To do -
Should any entry seem unclear, still set it down exactly as given, along with all the others.

Items from a data source
-- Opening Marker --

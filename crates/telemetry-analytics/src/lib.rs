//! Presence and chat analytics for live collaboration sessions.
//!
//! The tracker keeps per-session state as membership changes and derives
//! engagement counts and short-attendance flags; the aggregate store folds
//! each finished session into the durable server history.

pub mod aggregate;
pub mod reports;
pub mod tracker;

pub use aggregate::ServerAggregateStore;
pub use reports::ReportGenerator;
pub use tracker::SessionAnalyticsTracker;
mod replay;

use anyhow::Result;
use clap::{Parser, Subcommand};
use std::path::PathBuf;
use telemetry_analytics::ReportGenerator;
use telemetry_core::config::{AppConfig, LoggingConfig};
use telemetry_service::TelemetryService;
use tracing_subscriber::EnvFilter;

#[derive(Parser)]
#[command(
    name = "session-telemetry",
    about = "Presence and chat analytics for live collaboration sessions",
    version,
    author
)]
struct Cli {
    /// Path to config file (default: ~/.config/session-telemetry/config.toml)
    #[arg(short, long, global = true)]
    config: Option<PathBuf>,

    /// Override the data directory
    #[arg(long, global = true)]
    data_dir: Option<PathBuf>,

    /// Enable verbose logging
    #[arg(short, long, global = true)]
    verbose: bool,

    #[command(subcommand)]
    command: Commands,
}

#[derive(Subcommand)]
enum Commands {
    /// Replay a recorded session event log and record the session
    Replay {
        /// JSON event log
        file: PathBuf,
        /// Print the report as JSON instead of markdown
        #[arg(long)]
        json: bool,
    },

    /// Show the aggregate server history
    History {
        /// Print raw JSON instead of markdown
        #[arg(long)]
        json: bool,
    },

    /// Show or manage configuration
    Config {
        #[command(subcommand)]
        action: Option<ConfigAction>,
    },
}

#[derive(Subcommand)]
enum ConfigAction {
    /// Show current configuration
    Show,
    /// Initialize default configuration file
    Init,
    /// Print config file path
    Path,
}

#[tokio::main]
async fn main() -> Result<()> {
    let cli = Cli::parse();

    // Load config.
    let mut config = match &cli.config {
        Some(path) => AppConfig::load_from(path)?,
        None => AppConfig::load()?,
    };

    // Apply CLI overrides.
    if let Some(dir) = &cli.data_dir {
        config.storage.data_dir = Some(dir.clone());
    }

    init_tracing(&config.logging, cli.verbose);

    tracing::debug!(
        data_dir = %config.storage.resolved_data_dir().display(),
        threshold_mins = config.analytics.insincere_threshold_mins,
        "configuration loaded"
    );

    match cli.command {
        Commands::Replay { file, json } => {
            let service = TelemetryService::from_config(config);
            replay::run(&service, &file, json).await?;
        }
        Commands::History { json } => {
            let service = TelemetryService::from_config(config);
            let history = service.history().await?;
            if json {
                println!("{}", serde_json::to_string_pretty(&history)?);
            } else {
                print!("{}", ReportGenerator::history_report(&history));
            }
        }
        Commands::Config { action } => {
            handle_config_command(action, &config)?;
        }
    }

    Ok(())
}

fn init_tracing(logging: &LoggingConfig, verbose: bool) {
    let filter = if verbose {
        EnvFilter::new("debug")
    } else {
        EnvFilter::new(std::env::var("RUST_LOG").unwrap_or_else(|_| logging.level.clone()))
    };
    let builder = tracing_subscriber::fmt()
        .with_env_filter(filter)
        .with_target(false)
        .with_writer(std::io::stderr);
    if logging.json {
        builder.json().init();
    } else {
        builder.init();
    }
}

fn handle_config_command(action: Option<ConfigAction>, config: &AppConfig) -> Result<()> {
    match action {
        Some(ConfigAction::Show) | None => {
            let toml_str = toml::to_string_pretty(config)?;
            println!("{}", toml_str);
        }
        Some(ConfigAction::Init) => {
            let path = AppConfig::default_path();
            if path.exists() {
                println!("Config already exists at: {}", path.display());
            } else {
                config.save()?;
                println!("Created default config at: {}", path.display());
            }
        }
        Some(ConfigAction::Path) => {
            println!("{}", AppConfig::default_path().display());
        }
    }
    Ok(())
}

-- Closing Marker --

Result -
filename crates/telemetry-analytics/src/lib.rs
//! Presence and chat analytics for live collaboration sessions.
//!
//! The tracker keeps per-session state as membership changes and derives
//! engagement counts and short-attendance flags; the aggregate store folds
//! each finished session into the durable server history.

pub mod aggregate;
pub mod reports;
pub mod tracker;

pub use aggregate::ServerAggregateStore;
pub use reports::ReportGenerator;
pub use tracker::SessionAnalyticsTracker;
mod replay;

use anyhow::Result;
use clap::{Parser, Subcommand};
use std::path::PathBuf;
use telemetry_analytics::ReportGenerator;
use telemetry_core::config::{AppConfig, LoggingConfig};
use telemetry_service::TelemetryService;
use tracing_subscriber::EnvFilter;

#[derive(Parser)]
#[command(
    name = "session-telemetry",
    about = "Presence and chat analytics for live collaboration sessions",
    version,
    author
)]
struct Cli {
    /// Path to config file (default: ~/.config/session-telemetry/config.toml)
    #[arg(short, long, global = true)]
    config: Option<PathBuf>,

    /// Override the data directory
    #[arg(long, global = true)]
    data_dir: Option<PathBuf>,

    /// Enable verbose logging
    #[arg(short, long, global = true)]
    verbose: bool,

    #[command(subcommand)]
    command: Commands,
}

#[derive(Subcommand)]
enum Commands {
    /// Replay a recorded session event log and record the session
    Replay {
        /// JSON event log
        file: PathBuf,
        /// Print the report as JSON instead of markdown
        #[arg(long)]
        json: bool,
    },

    /// Show the aggregate server history
    History {
        /// Print raw JSON instead of markdown
        #[arg(long)]
        json: bool,
    },

    /// Show or manage configuration
    Config {
        #[command(subcommand)]
        action: Option<ConfigAction>,
    },
}

#[derive(Subcommand)]
enum ConfigAction {
    /// Show current configuration
    Show,
    /// Initialize default configuration file
    Init,
    /// Print config file path
    Path,
}

#[tokio::main]
async fn main() -> Result<()> {
    let cli = Cli::parse();

    // Load config.
    let mut config = match &cli.config {
        Some(path) => AppConfig::load_from(path)?,
        None => AppConfig::load()?,
    };

    // Apply CLI overrides.
    if let Some(dir) = &cli.data_dir {
        config.storage.data_dir = Some(dir.clone());
    }

    init_tracing(&config.logging, cli.verbose);

    tracing::debug!(
        data_dir = %config.storage.resolved_data_dir().display(),
        threshold_mins = config.analytics.insincere_threshold_mins,
        "configuration loaded"
    );

    match cli.command {
        Commands::Replay { file, json } => {
            let service = TelemetryService::from_config(config);
            replay::run(&service, &file, json).await?;
        }
        Commands::History { json } => {
            let service = TelemetryService::from_config(config);
            let history = service.history().await?;
            if json {
                println!("{}", serde_json::to_string_pretty(&history)?);
            } else {
                print!("{}", ReportGenerator::history_report(&history));
            }
        }
        Commands::Config { action } => {
            handle_config_command(action, &config)?;
        }
    }

    Ok(())
}

fn init_tracing(logging: &LoggingConfig, verbose: bool) {
    let filter = if verbose {
        EnvFilter::new("debug")
    } else {
        EnvFilter::new(std::env::var("RUST_LOG").unwrap_or_else(|_| logging.level.clone()))
    };
    let builder = tracing_subscriber::fmt()
        .with_env_filter(filter)
        .with_target(false)
        .with_writer(std::io::stderr);
    if logging.json {
        builder.json().init();
    } else {
        builder.init();
    }
}

fn handle_config_command(action: Option<ConfigAction>, config: &AppConfig) -> Result<()> {
    match action {
        Some(ConfigAction::Show) | None => {
            let toml_str = toml::to_string_pretty(config)?;
            println!("{}", toml_str);
        }
        Some(ConfigAction::Init) => {
            let path = AppConfig::default_path();
            if path.exists() {
                println!("Config already exists at: {}", path.display());
            } else {
                config.save()?;
                println!("Created default config at: {}", path.display());
            }
        }
        Some(ConfigAction::Path) => {
            println!("{}", AppConfig::default_path().display());
        }
    }
    Ok(())
}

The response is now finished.